Today's editorial cartoon by local artist Chris Smigliano captures perfectly the sense of frustration those who live and do business in Salem are feeling over the lack of progress on long-promised improvements to the city's transportation infrastructure.
Most have long since given up on ever seeing a "connector road" linking the city with the regional highway system. That project was viewed as the downtown's savior back in the 1970s and had the backing of several administrations before falling victim to opposition in Peabody and, finally, a lack of funds and interest.
But what of the "bypass road" that was supposed to link the new Veterans Memorial Bridge with downtown Salem? The span opened in 1996, and the original plans called for the new road running parallel to Bridge Street to be completed about the same time. Many false starts later, that right of way along the North River still stands vacant, a sharp turn and a few graffiti-scarred concrete barriers at the Salem end of the bridge marking where the road is supposed to begin.
This week, members of the city's business and political communities cheered passage of a bill in the closing hours of the legislative session that authorizes money for the construction of a new parking garage at the Salem train station. Forgive our skepticism, but this too is a project that was supposed to have been completed many years ago.
There is no question the garage is needed. Hundreds of commuters who might like to take the train to Boston are discouraged from doing so knowing that if they don't arrive at the station by 7:30 a.m. or thereabouts, there will be no place to park.

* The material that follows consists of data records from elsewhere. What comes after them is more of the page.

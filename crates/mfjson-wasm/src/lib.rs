//! WASM bindings for mfjson-core.
//!
//! Exposes canonicalization and the ISO-8601 date helpers as
//! `#[wasm_bindgen]` functions. Errors surface in JavaScript as thrown
//! strings.
//!
//! ## Build process
//!
//! ```sh
//! cargo build -p mfjson-wasm --target wasm32-unknown-unknown --release
//! wasm-bindgen --target nodejs --out-dir pkg/ \
//!   target/wasm32-unknown-unknown/release/mfjson_wasm.wasm
//! ```

use wasm_bindgen::prelude::*;

/// Parse JSON text and return it in canonical compact form.
///
/// Throws if the input is not valid JSON.
#[wasm_bindgen]
pub fn canonicalize(json: &str) -> std::result::Result<String, JsValue> {
    canonicalize_impl(json).map_err(|e| JsValue::from_str(&e))
}

/// Format epoch milliseconds as `YYYY-MM-DDTHH:mm:ss.fffZ`.
///
/// JavaScript numbers are doubles; the fractional part is dropped.
#[wasm_bindgen(js_name = toIso8601)]
pub fn to_iso8601(epoch_ms: f64) -> std::result::Result<String, JsValue> {
    to_iso8601_impl(epoch_ms).map_err(|e| JsValue::from_str(&e))
}

/// Parse `YYYY-MM-DDTHH:mm:ss.fffZ` into epoch milliseconds.
#[wasm_bindgen(js_name = fromIso8601)]
pub fn from_iso8601(text: &str) -> std::result::Result<f64, JsValue> {
    from_iso8601_impl(text).map_err(|e| JsValue::from_str(&e))
}

fn canonicalize_impl(json: &str) -> Result<String, String> {
    let value = mfjson_core::parse(json).map_err(|e| e.to_string())?;
    value.to_json_string().map_err(|e| e.to_string())
}

fn to_iso8601_impl(epoch_ms: f64) -> Result<String, String> {
    if !epoch_ms.is_finite() {
        return Err(format!("timestamp {} is not a finite number", epoch_ms));
    }
    // Saturating cast; anything beyond the chrono range is rejected below.
    let millis = epoch_ms.trunc() as i64;
    let t = chrono::DateTime::from_timestamp_millis(millis)
        .ok_or_else(|| format!("timestamp {} is out of range", epoch_ms))?;
    mfjson_core::to_iso8601(&t).map_err(|e| e.to_string())
}

fn from_iso8601_impl(text: &str) -> Result<f64, String> {
    let t = mfjson_core::from_iso8601(text).map_err(|e| e.to_string())?;
    Ok(t.timestamp_millis() as f64)
}

#[cfg(test)]
mod tests {
    use super::*;

    #[test]
    fn canonicalize_compacts() {
        assert_eq!(
            canonicalize_impl("{ \"a\" : [ 1 , 2.0 ] }").unwrap(),
            r#"{"a":[1,2.0]}"#
        );
    }

    #[test]
    fn canonicalize_reports_position() {
        let err = canonicalize_impl("[1,]").unwrap_err();
        assert!(err.contains("line 1, column 4"), "{err}");
    }

    #[test]
    fn iso8601_helpers_round_trip() {
        let text = to_iso8601_impl(1_429_703_799_456.0).unwrap();
        assert_eq!(text, "2015-04-22T11:56:39.456Z");
        assert_eq!(from_iso8601_impl(&text).unwrap(), 1_429_703_799_456.0);
    }

    #[test]
    fn years_outside_iso_range_rejected() {
        assert_eq!(
            to_iso8601_impl(253_402_300_799_999.0).unwrap(),
            "9999-12-31T23:59:59.999Z"
        );
        let err = to_iso8601_impl(253_402_300_800_000.0).unwrap_err();
        assert!(err.contains("0000-9999"), "{err}");
        assert!(to_iso8601_impl(-62_200_000_000_000.0).is_err());
    }

    #[test]
    fn non_finite_timestamp_rejected() {
        assert!(to_iso8601_impl(f64::NAN).is_err());
        assert!(to_iso8601_impl(f64::INFINITY).is_err());
    }
}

Now there is an opportunity to incorporate this new facility into the expansion and renovation of the courthouse complex across the street for which funds were also authorized last week thanks to the efforts of state Rep. J. Michael Ruane and Sen. Frederick E. Berry. But now it's up to the Romney administration to move those projects forward.
Mayor Stanley J. Usovicz and his community development staff must press upon the administration the importance of these projects to the future of their city's historic central business district and the region as a whole. With a burgeoning cultural economy led by the expansion of the Peabody Essex Museum and a residential boom that has seen many former office and retail buildings converted into apartments and condominiums, the type of changes taking place here seem to model the "smart growth" Romney has said he would like to see occur statewide.
Completion of the bypass road would be a major step toward improving the viability of the residential neighborhoods along Bridge Street on the outskirts of downtown Salem; and construction of the garage would not only encourage more people to use public transportation, but also help solve the city's vexing parking problems.
Perhaps Usovicz can call on his colleague across the bridge, Beverly Mayor William Scanlon, for some advice in dealing with the powers that be in Boston. Less than a year after recapturing the corner office, the latter has managed to make another worthwhile project that was going nowhere - the construction of a new access road over Route 128 for the North Shore Music Theatre - one of the top priorities for regional transportation planners.
It's that kind of intelligent and forceful advocacy Salem needs now to put these projects over the top.